Department of Biochemistry and Molecular Biophysics, Robert Wood Johnson Medical School, Rutgers University, Piscataway, NJ, USA.
Biophys Rev. 2017 Aug;9(4):339-344. doi: 10.1007/s12551-017-0288-0. Epub 2017 Aug 10.
The goal of protein engineering and design is to identify sequences that adopt three-dimensional structures of desired function. Often, this is treated as a single-objective optimization problem, identifying the sequence-structure solution with the lowest computed free energy of folding. However, many design problems are multi-state, multi-specificity, or otherwise require concurrent optimization of multiple objectives. There may be tradeoffs among objectives, where improving one feature requires compromising another. The challenge lies in determining solutions that are part of the Pareto optimal set-designs where no further improvement can be achieved in any of the objectives without degrading one of the others. Pareto optimality problems are found in all areas of study, from economics to engineering to biology, and computational methods have been developed specifically to identify the Pareto frontier. We review progress in multi-objective protein design, the development of Pareto optimization methods, and present a specific case study using multi-objective optimization methods to model the tradeoff between three parameters, stability, specificity, and complexity, of a set of interacting synthetic collagen peptides.

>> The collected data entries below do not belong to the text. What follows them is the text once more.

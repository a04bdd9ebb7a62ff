//! Serializable embed rule configuration.

use super::EmbedRule;
use crate::ConvertError;
use serde::{Deserialize, Serialize};

/// One embed rule in [`Options::embeds`](crate::Options::embeds).
///
/// Written either as a preset name (`"tweet"`) or as
/// `{ "kind": "gist", "pattern": "^https://gist\\.github\\.com/" }`.
#[derive(Debug, Clone, PartialEq, Eq, Serialize, Deserialize)]
#[serde(untagged)]
pub enum EmbedConfig {
    /// A built-in recognizer.
    Preset(EmbedPreset),
    /// A custom recognizer.
    Pattern {
        /// `_type` of the emitted block.
        kind: String,
        /// Regular expression matched at the start of the link destination.
        pattern: String,
    },
}

/// Built-in embed recognizers.
#[derive(Debug, Clone, Copy, PartialEq, Eq, Serialize, Deserialize)]
#[serde(rename_all = "lowercase")]
pub enum EmbedPreset {
    /// Tweet status links.
    Tweet,
    /// YouTube video links.
    Youtube,
}

impl EmbedConfig {
    /// Compiles the configured rule.
    pub fn build(&self) -> Result<EmbedRule, ConvertError> {
        match self {
            EmbedConfig::Preset(EmbedPreset::Tweet) => Ok(EmbedRule::tweet()),
            EmbedConfig::Preset(EmbedPreset::Youtube) => Ok(EmbedRule::youtube()),
            EmbedConfig::Pattern { kind, pattern } => EmbedRule::new(kind.as_str(), pattern),
        }
    }
}

impl From<EmbedPreset> for EmbedConfig {
    fn from(preset: EmbedPreset) -> Self {
        EmbedConfig::Preset(preset)
    }
}
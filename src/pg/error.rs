//! Errors raised by the wire layer.

use std::collections::HashMap;
use std::fmt;
use std::io;

use thiserror::Error;

/// Result type for wire-level operations.
pub type PgResult<T> = Result<T, PgError>;

/// Fields of an ErrorResponse or NoticeResponse.
#[derive(Debug, Clone, Default, PartialEq, Eq)]
pub struct ErrorFields {
    pub severity: String,
    /// Five-character SQL-state; may be empty when synthesized locally.
    pub code: String,
    pub message: String,
    pub detail: Option<String>,
    pub hint: Option<String>,
}

impl ErrorFields {
    pub(crate) fn from_map(fields: &HashMap<u8, String>) -> Self {
        Self {
            severity: fields
                .get(&b'V')
                .or_else(|| fields.get(&b'S'))
                .cloned()
                .unwrap_or_default(),
            code: fields.get(&b'C').cloned().unwrap_or_default(),
            message: fields.get(&b'M').cloned().unwrap_or_default(),
            detail: fields.get(&b'D').cloned(),
            hint: fields.get(&b'H').cloned(),
        }
    }

    /// Error raised locally without a server response.
    pub fn local(code: &str, message: impl Into<String>) -> Self {
        Self {
            severity: "ERROR".to_string(),
            code: code.to_string(),
            message: message.into(),
            detail: None,
            hint: None,
        }
    }
}

impl fmt::Display for ErrorFields {
    fn fmt(&self, f: &mut fmt::Formatter<'_>) -> fmt::Result {
        write!(f, "{}: {} ({})", self.severity, self.message, self.code)?;
        if let Some(d) = &self.detail {
            write!(f, "\nDetail: {}", d)?;
        }
        if let Some(h) = &self.hint {
            write!(f, "\nHint: {}", h)?;
        }
        Ok(())
    }
}

#[derive(Error, Debug)]
pub enum PgError {
    #[error("I/O error: {0}")]
    Io(#[from] io::Error),

    /// Unexpected message or malformed frame.
    #[error("protocol error: {0}")]
    Protocol(String),

    #[error("authentication failed: {0}")]
    Auth(String),

    /// The server rejected a startup or control request.
    #[error("{0}")]
    Server(ErrorFields),

    #[error("connection is closed")]
    ConnectionClosed,
}
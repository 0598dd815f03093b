//! Transaction control and the savepoint stack.

use log::{debug, warn};

use super::Connection;
use crate::error::{DriverError, Result};
use crate::pg::{Backend, TransactionStatus};
use crate::types::quote_ident;

impl<B: Backend> Connection<B> {
    /// Start a transaction explicitly.
    pub async fn begin_work(&mut self) -> Result<()> {
        if self.backend.transaction_status() != TransactionStatus::Idle {
            return Err(DriverError::ProtocolState(
                "a transaction is already open".to_string(),
            ));
        }
        self.open_transaction().await
    }

    pub async fn commit(&mut self) -> Result<()> {
        if self.backend.transaction_status() == TransactionStatus::Idle {
            warn!("commit with no open transaction has no effect");
            return Ok(());
        }
        self.run_control("COMMIT").await?;
        self.savepoints.clear();
        Ok(())
    }

    pub async fn rollback(&mut self) -> Result<()> {
        if self.backend.transaction_status() == TransactionStatus::Idle {
            warn!("rollback with no open transaction has no effect");
            return Ok(());
        }
        self.run_control("ROLLBACK").await?;
        self.savepoints.clear();
        Ok(())
    }

    pub async fn savepoint(&mut self, name: &str) -> Result<()> {
        if self.backend.transaction_status() == TransactionStatus::Idle {
            if self.options.autocommit {
                return Err(DriverError::ProtocolState(
                    "savepoints need an open transaction".to_string(),
                ));
            }
            self.ensure_transaction().await?;
        }
        self.run_control(&format!("SAVEPOINT {}", quote_ident(name)))
            .await?;
        self.savepoints.push(name.to_string());
        Ok(())
    }

    pub async fn release(&mut self, name: &str) -> Result<()> {
        let index = self.savepoint_index(name)?;
        self.run_control(&format!("RELEASE SAVEPOINT {}", quote_ident(name)))
            .await?;
        self.savepoints.truncate(index);
        Ok(())
    }

    /// Roll back to `name`; the savepoint itself stays on the stack.
    pub async fn rollback_to(&mut self, name: &str) -> Result<()> {
        let index = self.savepoint_index(name)?;
        self.run_control(&format!("ROLLBACK TO SAVEPOINT {}", quote_ident(name)))
            .await?;
        self.savepoints.truncate(index + 1);
        Ok(())
    }

    /// Open savepoints, oldest first.
    pub fn savepoints(&self) -> &[String] {
        &self.savepoints
    }

    fn savepoint_index(&self, name: &str) -> Result<usize> {
        self.savepoints
            .iter()
            .rposition(|s| s == name)
            .ok_or_else(|| DriverError::ProtocolState(format!("no savepoint named {}", name)))
    }

    /// Outside autocommit, open a transaction if the server reports none.
    pub(crate) async fn ensure_transaction(&mut self) -> Result<()> {
        if self.options.autocommit
            || self.backend.transaction_status() != TransactionStatus::Idle
        {
            return Ok(());
        }
        debug!("opening implicit transaction");
        self.open_transaction().await
    }

    async fn open_transaction(&mut self) -> Result<()> {
        self.run_control("BEGIN").await?;
        if self.options.read_only {
            self.run_control("SET TRANSACTION READ ONLY").await?;
        }
        Ok(())
    }
}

蛋白质工程与设计的目标是识别能够形成具有所需功能三维结构的序列。通常,这被视为一个单目标优化问题,即识别具有最低计算折叠自由能的序列-结构解决方案。然而,许多设计问题是多状态、多特异性的,或者需要同时优化多个目标。目标之间可能存在权衡,即改善一个特征需要牺牲另一个特征。挑战在于确定属于帕累托最优集的解决方案——在不降低其他目标之一的情况下,无法在任何目标上进一步改进的设计。帕累托最优问题存在于从经济学到工程学再到生物学的所有研究领域,并且已经专门开发了计算方法来识别帕累托前沿。我们回顾了多目标蛋白质设计的进展、帕累托优化方法的发展,并展示了一个具体案例研究,该研究使用多目标优化方法对一组相互作用的合成胶原蛋白肽的稳定性、特异性和复杂性这三个参数之间的权衡进行建模。